If you saw a marquee reading “The Angriest Man in Brooklyn,” starring Robin Williams and you immediately pictured a red in the face Williams spewing bile at a cabdriver, then well, you’d be pretty much right. This very scene occurs minutes into the film, after a brief flashback showing Williams as a content family man in the late 1980s. This transition asks the main question of the film - what turns did this man’s life take for him to go from being happy to being totally consumed with anger?
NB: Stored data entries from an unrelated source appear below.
//! Editable date/time fields

#[cfg(feature = "serde")]
use serde::{Deserialize, Serialize};

/// One editable unit of the date/time
///
/// The declaration order is the cursor order used while editing:
/// seconds first, year last.
#[derive(Debug, Clone, Copy, PartialEq, Eq, PartialOrd, Ord, Hash)]
#[cfg_attr(feature = "defmt", derive(defmt::Format))]
#[cfg_attr(feature = "serde", derive(Serialize, Deserialize))]
pub enum Field {
    /// Seconds, 0-59
    Sec,
    /// Minutes, 0-59
    Min,
    /// Hours, 0-23
    Hour,
    /// Day of week, 1-7
    Day,
    /// Day of month, 1-31 (not checked against month length)
    Date,
    /// Month, 1-12
    Month,
    /// Year within the century, 0-99 (2000-2099)
    Year,
}

impl Field {
    /// Number of fields
    pub const COUNT: usize = 7;

    /// All fields in cursor order
    pub const ALL: [Field; Field::COUNT] = [
        Field::Sec,
        Field::Min,
        Field::Hour,
        Field::Day,
        Field::Date,
        Field::Month,
        Field::Year,
    ];

    /// Position of this field in cursor order
    pub const fn index(self) -> usize {
        self as usize
    }

    /// Field at a cursor position
    pub const fn from_index(index: usize) -> Option<Self> {
        if index < Self::COUNT {
            Some(Self::ALL[index])
        } else {
            None
        }
    }

    /// Inclusive (min, max) bounds
    pub const fn bounds(self) -> (u8, u8) {
        match self {
            Field::Sec | Field::Min => (0, 59),
            Field::Hour => (0, 23),
            Field::Day => (1, 7),
            Field::Date => (1, 31),
            Field::Month => (1, 12),
            Field::Year => (0, 99),
        }
    }

    /// Smallest legal value
    pub const fn min(self) -> u8 {
        self.bounds().0
    }

    /// Largest legal value
    pub const fn max(self) -> u8 {
        self.bounds().1
    }

    /// Whether `value` lies within this field's bounds
    pub const fn contains(self, value: u8) -> bool {
        let (min, max) = self.bounds();
        value >= min && value <= max
    }

    /// Next field, wrapping from `Year` back to `Sec`
    pub const fn next_cyclic(self) -> Self {
        Self::ALL[(self.index() + 1) % Self::COUNT]
    }

    /// Next field, or `None` after `Year`
    pub const fn next(self) -> Option<Self> {
        Self::from_index(self.index() + 1)
    }

    /// Whether this is a time-of-day field (hour, minute or second)
    ///
    /// Only these fields exist on the alarm.
    pub const fn is_time_of_day(self) -> bool {
        matches!(self, Field::Sec | Field::Min | Field::Hour)
    }
}

/// Increment `value`, wrapping to `min` once it exceeds `max`
pub const fn wrap_inc(value: u8, min: u8, max: u8) -> u8 {
    let next = value.wrapping_add(1);
    if next > max {
        min
    } else {
        next
    }
}

#[cfg(test)]
mod tests {
    use super::*;
    use proptest::prelude::*;

    #[test]
    fn test_wrap_at_max() {
        assert_eq!(wrap_inc(23, 0, 23), 0);
        assert_eq!(wrap_inc(31, 1, 31), 1);
        assert_eq!(wrap_inc(99, 0, 99), 0);
        assert_eq!(wrap_inc(7, 1, 7), 1);
    }

    #[test]
    fn test_cyclic_order() {
        let mut field = Field::Hour;
        let mut seen = 0;
        loop {
            field = field.next_cyclic();
            seen += 1;
            if field == Field::Hour {
                break;
            }
        }
        assert_eq!(seen, Field::COUNT);
        assert_eq!(Field::Year.next_cyclic(), Field::Sec);
    }

    #[test]
    fn test_linear_next_stops_after_year() {
        assert_eq!(Field::Hour.next(), Some(Field::Day));
        assert_eq!(Field::Month.next(), Some(Field::Year));
        assert_eq!(Field::Year.next(), None);
    }

    #[test]
    fn test_time_of_day_fields() {
        let tod: usize = Field::ALL.iter().filter(|f| f.is_time_of_day()).count();
        assert_eq!(tod, 3);
        assert!(!Field::Date.is_time_of_day());
    }

    proptest! {
        #[test]
        fn prop_wrap_inc_stays_in_bounds(index in 0usize..Field::COUNT, raw in 0u8..=99) {
            let field = Field::ALL[index];
            let (min, max) = field.bounds();
            let value = min + raw % (max - min + 1);
            let next = wrap_inc(value, min, max);
            prop_assert!(field.contains(next));
            if value == max {
                prop_assert_eq!(next, min);
            } else {
                prop_assert_eq!(next, value + 1);
            }
        }
    }
}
Williams stars as Henry Altmann, a man who finds sources of rage and aggravation all around him, a man for whom every day is a bad day. After going to the hospital after a minor car accident, Henry meets young doctor Sharon Gill (Mila Kunis), who is having a bad day herself; her cat has just died, an older doctor is callously taking advantage of her both personally and professionally, and she’s forgotten the idealism that led her to medicine in the first place. Dr. Gill has the unenviable task of telling Altmann that he has a brain aneurysm, exacerbated by his prolific anger, and he might not have long to live. She tries to refer him to a specialist, but he yells and badgers her into giving him a number of just how long he has. Flustered and upset, she picks the first number she thinks of, 90 minutes, picking it from the front of a nearby cooking magazine.
Stunned with this news, Altmann storms off across Brooklyn, trying to tie up the loose ends of his life. First he goes to the law firm he runs with his brother (Peter Dinklage), then home to see his wife (Melissa Leo), all the while searching for his estranged son (Hamish Linklater), but despite his conciliatory motives, none of these encounters go the way he planned, leading to even more fits of rage. Meanwhile, Dr. Gill, fearing both for her job and for Altmann, who she has learned really could die at any minute, pursues Altmann across the city, usually one step behind him as he moves quickly from place to place. As Altmann interacts with friends and family members, the film slowly reveals the roots of his anger.
On a scene-by-scene basis, “The Angriest Man in Brooklyn” usually fails. The comedy is broad and somewhat mean, and Williams’ manic anger shtick has been wearing thin for decades. But the film does a good job of portraying those moments, usually thrust upon us, that jolt us from the normal routine of life and allow us the perspective to wonder just how we got here, how we became this person in the mirror instead of the person we would like to be. While these are questions always worth thinking about, there are probably better ways of doing so than seeing this film.